***** Entries supplied *****

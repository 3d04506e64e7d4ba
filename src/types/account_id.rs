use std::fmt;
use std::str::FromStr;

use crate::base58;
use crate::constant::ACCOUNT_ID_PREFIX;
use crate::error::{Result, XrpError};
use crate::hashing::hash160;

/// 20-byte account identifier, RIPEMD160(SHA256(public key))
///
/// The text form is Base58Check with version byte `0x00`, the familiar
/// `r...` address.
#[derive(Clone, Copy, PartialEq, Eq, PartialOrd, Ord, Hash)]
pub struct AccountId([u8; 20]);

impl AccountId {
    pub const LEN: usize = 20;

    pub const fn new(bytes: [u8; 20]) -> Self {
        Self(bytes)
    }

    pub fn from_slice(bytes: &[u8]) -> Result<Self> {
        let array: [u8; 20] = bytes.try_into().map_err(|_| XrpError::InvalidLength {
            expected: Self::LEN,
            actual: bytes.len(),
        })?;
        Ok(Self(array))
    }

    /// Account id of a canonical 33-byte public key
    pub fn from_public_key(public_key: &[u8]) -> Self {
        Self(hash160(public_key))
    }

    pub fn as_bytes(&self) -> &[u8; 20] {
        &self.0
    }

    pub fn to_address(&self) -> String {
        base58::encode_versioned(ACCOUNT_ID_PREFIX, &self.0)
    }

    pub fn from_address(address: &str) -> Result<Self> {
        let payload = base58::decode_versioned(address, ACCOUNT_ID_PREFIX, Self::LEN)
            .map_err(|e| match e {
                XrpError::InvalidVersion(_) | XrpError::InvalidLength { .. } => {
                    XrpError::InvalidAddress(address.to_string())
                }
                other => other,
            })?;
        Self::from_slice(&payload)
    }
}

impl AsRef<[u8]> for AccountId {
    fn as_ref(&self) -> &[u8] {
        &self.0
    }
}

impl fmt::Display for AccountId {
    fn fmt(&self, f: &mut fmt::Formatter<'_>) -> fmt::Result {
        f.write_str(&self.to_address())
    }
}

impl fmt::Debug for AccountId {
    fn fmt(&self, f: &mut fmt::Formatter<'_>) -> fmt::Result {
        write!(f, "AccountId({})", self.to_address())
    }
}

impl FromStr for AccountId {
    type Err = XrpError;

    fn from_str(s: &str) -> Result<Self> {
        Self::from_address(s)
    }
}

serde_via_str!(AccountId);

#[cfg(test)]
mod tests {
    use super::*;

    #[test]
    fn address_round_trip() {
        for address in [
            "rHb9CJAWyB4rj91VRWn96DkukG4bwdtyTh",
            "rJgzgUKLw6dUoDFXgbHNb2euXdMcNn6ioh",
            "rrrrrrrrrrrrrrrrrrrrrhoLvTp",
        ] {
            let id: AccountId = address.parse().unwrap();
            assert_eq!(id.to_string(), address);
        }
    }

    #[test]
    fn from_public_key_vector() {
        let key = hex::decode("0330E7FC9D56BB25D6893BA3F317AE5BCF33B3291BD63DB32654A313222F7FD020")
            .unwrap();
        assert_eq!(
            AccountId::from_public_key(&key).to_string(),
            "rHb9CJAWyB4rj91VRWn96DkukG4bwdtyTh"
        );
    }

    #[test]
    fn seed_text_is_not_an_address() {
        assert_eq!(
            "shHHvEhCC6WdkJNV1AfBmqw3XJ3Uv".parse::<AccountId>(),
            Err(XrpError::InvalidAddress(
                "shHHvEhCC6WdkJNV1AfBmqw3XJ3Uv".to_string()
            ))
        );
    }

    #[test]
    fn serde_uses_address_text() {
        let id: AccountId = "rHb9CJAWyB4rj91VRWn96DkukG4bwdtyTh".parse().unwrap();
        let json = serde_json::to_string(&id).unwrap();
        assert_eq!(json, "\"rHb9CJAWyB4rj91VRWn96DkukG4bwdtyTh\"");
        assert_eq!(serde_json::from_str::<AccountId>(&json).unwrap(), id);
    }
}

*****

What needs to be done
Set down the complete listing once more, exactly as it appears.

Answer to this problem
repository 3d04506e64e7d4ba
filename src/types/account_id.rs
use std::fmt;
use std::str::FromStr;

use crate::base58;
use crate::constant::ACCOUNT_ID_PREFIX;
use crate::error::{Result, XrpError};
use crate::hashing::hash160;

/// 20-byte account identifier, RIPEMD160(SHA256(public key))
///
/// The text form is Base58Check with version byte `0x00`, the familiar
/// `r...` address.
#[derive(Clone, Copy, PartialEq, Eq, PartialOrd, Ord, Hash)]
pub struct AccountId([u8; 20]);

impl AccountId {
    pub const LEN: usize = 20;

    pub const fn new(bytes: [u8; 20]) -> Self {
        Self(bytes)
    }

    pub fn from_slice(bytes: &[u8]) -> Result<Self> {
        let array: [u8; 20] = bytes.try_into().map_err(|_| XrpError::InvalidLength {
            expected: Self::LEN,
            actual: bytes.len(),
        })?;
        Ok(Self(array))
    }

    /// Account id of a canonical 33-byte public key
    pub fn from_public_key(public_key: &[u8]) -> Self {
        Self(hash160(public_key))
    }

    pub fn as_bytes(&self) -> &[u8; 20] {
        &self.0
    }

    pub fn to_address(&self) -> String {
        base58::encode_versioned(ACCOUNT_ID_PREFIX, &self.0)
    }

    pub fn from_address(address: &str) -> Result<Self> {
        let payload = base58::decode_versioned(address, ACCOUNT_ID_PREFIX, Self::LEN)
            .map_err(|e| match e {
                XrpError::InvalidVersion(_) | XrpError::InvalidLength { .. } => {
                    XrpError::InvalidAddress(address.to_string())
                }
                other => other,
            })?;
        Self::from_slice(&payload)
    }
}

impl AsRef<[u8]> for AccountId {
    fn as_ref(&self) -> &[u8] {
        &self.0
    }
}

impl fmt::Display for AccountId {
    fn fmt(&self, f: &mut fmt::Formatter<'_>) -> fmt::Result {
        f.write_str(&self.to_address())
    }
}

impl fmt::Debug for AccountId {
    fn fmt(&self, f: &mut fmt::Formatter<'_>) -> fmt::Result {
        write!(f, "AccountId({})", self.to_address())
    }
}

impl FromStr for AccountId {
    type Err = XrpError;

    fn from_str(s: &str) -> Result<Self> {
        Self::from_address(s)
    }
}

serde_via_str!(AccountId);

#[cfg(test)]
mod tests {
    use super::*;

    #[test]
    fn address_round_trip() {
        for address in [
            "rHb9CJAWyB4rj91VRWn96DkukG4bwdtyTh",
            "rJgzgUKLw6dUoDFXgbHNb2euXdMcNn6ioh",
            "rrrrrrrrrrrrrrrrrrrrrhoLvTp",
        ] {
            let id: AccountId = address.parse().unwrap();
            assert_eq!(id.to_string(), address);
        }
    }

    #[test]
    fn from_public_key_vector() {
        let key = hex::decode("0330E7FC9D56BB25D6893BA3F317AE5BCF33B3291BD63DB32654A313222F7FD020")
            .unwrap();
        assert_eq!(
            AccountId::from_public_key(&key).to_string(),
            "rHb9CJAWyB4rj91VRWn96DkukG4bwdtyTh"
        );
    }

    #[test]
    fn seed_text_is_not_an_address() {
        assert_eq!(
            "shHHvEhCC6WdkJNV1AfBmqw3XJ3Uv".parse::<AccountId>(),
            Err(XrpError::InvalidAddress(
                "shHHvEhCC6WdkJNV1AfBmqw3XJ3Uv".to_string()
            ))
        );
    }

    #[test]
    fn serde_uses_address_text() {
        let id: AccountId = "rHb9CJAWyB4rj91VRWn96DkukG4bwdtyTh".parse().unwrap();
        let json = serde_json::to_string(&id).unwrap();
        assert_eq!(json, "\"rHb9CJAWyB4rj91VRWn96DkukG4bwdtyTh\"");
        assert_eq!(serde_json::from_str::<AccountId>(&json).unwrap(), id);
    }
}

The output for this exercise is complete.